Developers often need to undo changes and restore to an earlier version of a file. Git solves the problem of stressing about losing earlier changes; you can freely experiement with different solutions, design patterns before choosing what is best for the problem at hand. Again Git is the friend that offers the freedom to restore previous changes whenever you need to.

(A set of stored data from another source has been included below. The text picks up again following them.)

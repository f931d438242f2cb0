//! Collection metrics and the external metrics consumer.

use std::time::{Duration, Instant};

use crate::tracing::GcId;

/// Type of collection.
#[derive(Debug, Clone, Copy, Default, PartialEq, Eq)]
#[repr(u8)]
pub enum CollectionType {
    /// No collection has run yet.
    #[default]
    None = 0,
    /// Young generation collection.
    Minor = 1,
    /// Full-heap collection with all marking done in one pause.
    Major = 2,
    /// Full-heap collection whose marking ran incrementally and
    /// concurrently before the atomic pause.
    IncrementalMajor = 3,
}

/// Why a collection ran.
#[derive(Debug, Clone, Copy, Default, PartialEq, Eq)]
pub enum GcReason {
    /// Requested explicitly by the embedder.
    #[default]
    Explicit,
    /// The young generation reached its capacity.
    NewSpaceFull,
    /// Incremental marking reached the complete state.
    MarkingComplete,
    /// The old generation grew past the marking start limit.
    MarkingLimit,
    /// An allocation failed and the heap collected before retrying.
    AllocationFailure,
    /// A background thread asked the main thread to collect.
    BackgroundRequest,
}

/// Statistics of one collection cycle.
#[derive(Debug, Clone, Copy, Default, PartialEq, Eq)]
pub struct GcMetrics {
    /// Cycle identifier.
    pub gc_id: u64,
    /// Type of collection.
    pub collection_type: CollectionType,
    /// Trigger of the collection.
    pub reason: GcReason,
    /// Wall time from marking start to the end of the atomic pause.
    pub duration: Duration,
    /// Time spent with mutators stopped.
    pub pause_duration: Duration,
    /// Time spent marking, across steps and the atomic pause.
    pub mark_duration: Duration,
    /// Time spent sweeping.
    pub sweep_duration: Duration,
    /// Objects marked live.
    pub objects_marked: usize,
    /// Bytes of objects marked live.
    pub bytes_marked: usize,
    /// Objects reclaimed.
    pub objects_reclaimed: usize,
    /// Bytes of reclaimed objects.
    pub bytes_reclaimed: usize,
    /// Bytes of objects surviving.
    pub bytes_surviving: usize,
    /// Incremental marking steps executed on mutator threads.
    pub marking_steps: usize,
    /// Conservative rescans triggered by worklist overflow.
    pub overflow_rescans: usize,
    /// Times the write barrier moved marking back from complete.
    pub barrier_restarts: usize,
    /// Empty pages returned to the page allocator.
    pub pages_released: usize,
    /// Young pages promoted to the old generation.
    pub pages_promoted: usize,
    /// Old pages selected as evacuation candidates.
    pub evacuation_candidates: usize,
    /// Collections completed by this heap, including this one.
    pub total_collections: usize,
}

impl GcMetrics {
    /// Creates zeroed metrics.
    #[must_use]
    pub const fn new() -> Self {
        Self {
            gc_id: 0,
            collection_type: CollectionType::None,
            reason: GcReason::Explicit,
            duration: Duration::ZERO,
            pause_duration: Duration::ZERO,
            mark_duration: Duration::ZERO,
            sweep_duration: Duration::ZERO,
            objects_marked: 0,
            bytes_marked: 0,
            objects_reclaimed: 0,
            bytes_reclaimed: 0,
            bytes_surviving: 0,
            marking_steps: 0,
            overflow_rescans: 0,
            barrier_restarts: 0,
            pages_released: 0,
            pages_promoted: 0,
            evacuation_candidates: 0,
            total_collections: 0,
        }
    }
}

/// Reported when a cycle starts.
#[derive(Debug, Clone, Copy, PartialEq, Eq)]
pub struct CycleStart {
    /// Cycle identifier.
    pub gc_id: GcId,
    /// Type of collection.
    pub collection_type: CollectionType,
    /// Trigger of the collection.
    pub reason: GcReason,
    /// Committed heap bytes.
    pub committed_bytes: usize,
    /// Bytes handed out to objects since the last collection.
    pub allocated_bytes: usize,
}

/// Reported after each marking step.
#[derive(Debug, Clone, Copy, PartialEq, Eq)]
pub struct StepEvent {
    /// Cycle identifier.
    pub gc_id: GcId,
    /// Objects visited by the step.
    pub objects: usize,
    /// Bytes visited by the step.
    pub bytes: usize,
    /// Step duration.
    pub duration: Duration,
}

/// Consumer of collector statistics, such as an embedder's tracer.
///
/// All methods have empty defaults. Nothing a recorder does influences the
/// collector.
pub trait MetricsRecorder: Send + Sync {
    /// A cycle started.
    fn cycle_started(&self, _event: &CycleStart) {}

    /// A marking step finished.
    fn marking_step(&self, _event: &StepEvent) {}

    /// A cycle finished.
    fn cycle_finished(&self, _metrics: &GcMetrics) {}
}

/// Recorder that drops every event.
#[derive(Debug, Default, Clone, Copy)]
pub struct NoopRecorder;

impl MetricsRecorder for NoopRecorder {}

/// Accumulates phase durations of one cycle.
///
/// # Example
///
/// ```
/// use rudo_heap::metrics::PhaseTimer;
///
/// let mut timer = PhaseTimer::new();
/// timer.start();
/// // ... marking work ...
/// timer.end_mark();
///
/// timer.start();
/// // ... sweeping work ...
/// timer.end_sweep();
/// assert!(timer.total() >= timer.mark);
/// ```
#[derive(Debug, Clone, Copy, Default)]
pub struct PhaseTimer {
    /// Accumulated marking time.
    pub mark: Duration,
    /// Accumulated sweeping time.
    pub sweep: Duration,
    /// Accumulated stop-the-world time.
    pub pause: Duration,
    current_start: Option<Instant>,
}

impl PhaseTimer {
    /// Creates a timer with all durations zero.
    #[must_use]
    pub const fn new() -> Self {
        Self {
            mark: Duration::ZERO,
            sweep: Duration::ZERO,
            pause: Duration::ZERO,
            current_start: None,
        }
    }

    /// Starts timing a phase.
    pub fn start(&mut self) {
        self.current_start = Some(Instant::now());
    }

    /// Ends a marking phase, adding its duration.
    pub fn end_mark(&mut self) {
        if let Some(start) = self.current_start.take() {
            self.mark += start.elapsed();
        }
    }

    /// Ends a sweeping phase, adding its duration.
    pub fn end_sweep(&mut self) {
        if let Some(start) = self.current_start.take() {
            self.sweep += start.elapsed();
        }
    }

    /// Adds stop-the-world time measured elsewhere.
    pub fn add_pause(&mut self, pause: Duration) {
        self.pause += pause;
    }

    /// Sum of marking and sweeping time.
    #[must_use]
    pub fn total(&self) -> Duration {
        self.mark + self.sweep
    }
}

#[cfg(test)]
mod tests {
    use super::*;
    use std::sync::atomic::{AtomicUsize, Ordering};

    #[test]
    fn test_phase_timer_accumulates() {
        let mut timer = PhaseTimer::new();
        timer.start();
        std::thread::sleep(Duration::from_millis(1));
        timer.end_mark();
        let first = timer.mark;
        timer.start();
        timer.end_mark();
        assert!(timer.mark >= first);
        timer.end_sweep();
        assert_eq!(timer.sweep, Duration::ZERO);
    }

    #[test]
    fn test_recorder_defaults_are_noops() {
        struct Counting(AtomicUsize);
        impl MetricsRecorder for Counting {
            fn cycle_finished(&self, _metrics: &GcMetrics) {
                self.0.fetch_add(1, Ordering::Relaxed);
            }
        }
        let recorder = Counting(AtomicUsize::new(0));
        recorder.marking_step(&StepEvent {
            gc_id: GcId(1),
            objects: 1,
            bytes: 8,
            duration: Duration::ZERO,
        });
        recorder.cycle_finished(&GcMetrics::new());
        assert_eq!(recorder.0.load(Ordering::Relaxed), 1);
        NoopRecorder.cycle_finished(&GcMetrics::default());
    }
}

  1. First, we can undo a Working Directory change with what is in the Staging Area

    • git checkout -- filename replaces a file in the Working Area with the staged version of the file.
    • To the farm project, let's make a change to the vegetables.txt by adding carrots

      • git status confirms the change was made
      • We no longer want cabbage, we run git checkout -- vegetables.txt

        • Are you sure the change is discared? git status and git diff are your go to detectives!
    • Note: In the Working Directory You can only undo changes of the files that were previously staged
  2. Second, we can undo a change in Staging Area with what is in History

    • We override a staged change with what is in the last commit (HEAD) by running the command git reset HEAD filename
    • For thefarm project, we decide to add asparagus to vegetables.txt and we've already staged it. Oh! we realize we don't have the seeds to plant it and it must be removed.

      • Running the command git reset HEAD vegetables.txt
      • If we run git diff --staged no difference
      • However the Working Directory still has aspargus in vegetables.txt; we can confirm this by running git diff

        Git basics SCREENSHOT16

        • To have a clean Working Directory, we must run git checkout -- vegetables.txt. Now the 3 areas, Working Directory, Staging Area and History are in sync
    • Note: You can only unstage from history the changes for the files that have been previously committed.
  3. Further: We can restore a file from a specific earlier commit. It is accomplished with git checkout <commit hash> -- filename

    • Back to farm project, let's add peach to fruits.txt
    • Now the Working Directory has been changed, let's see the commits that have affected the fruits.txt

      • git log -- fruits.txt

        • we see and copy the hash for the first commit
      • git checkout <SHA 1> -- fruits.txt. This updates both the working directory and the staging area

        • When in doubt git status is your best friend, always use it.

Conclusion

We discussed why understanding the 3 conceptual areas or states of of Git, Working Directory, Staging Area & History, is the key to mastering the invaluable versionc control system. Based on this knowledge, you can grasp how to perform different Git Operations including viewing changes, comparing differences between the conceptual areas and undoing changes. Remember that Git commands are just mere tools; in whatever Git workflow if you understand the basic conceptual areas, you will know what you are doing and confidently choose the right comand. No worries, Hakuna Matata.